Brief. Select every line containing the word "request" from the material, and copy those lines.
━━ Information shown ━━
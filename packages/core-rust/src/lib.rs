//! AAKaaS Core: target vector records, operation status, poll budgets, and addon descriptors.

pub mod budget;
pub mod descriptor;
pub mod request;
pub mod scope;
pub mod secret;
pub mod status;
pub mod target_vector;

pub use budget::{BudgetError, PollBudget};
pub use descriptor::{AddonDescriptor, AddonRepository, DescriptorError};
pub use request::{OperationHandle, PublishRequest};
pub use scope::{ScopeError, TargetVectorScope};
pub use secret::{Credentials, Secret, MASK};
pub use status::{OperationStatus, StatusReport};
pub use target_vector::{ODataEnvelope, TargetVector};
━━━
Written solution.
pub mod request;
pub use request::{OperationHandle, PublishRequest};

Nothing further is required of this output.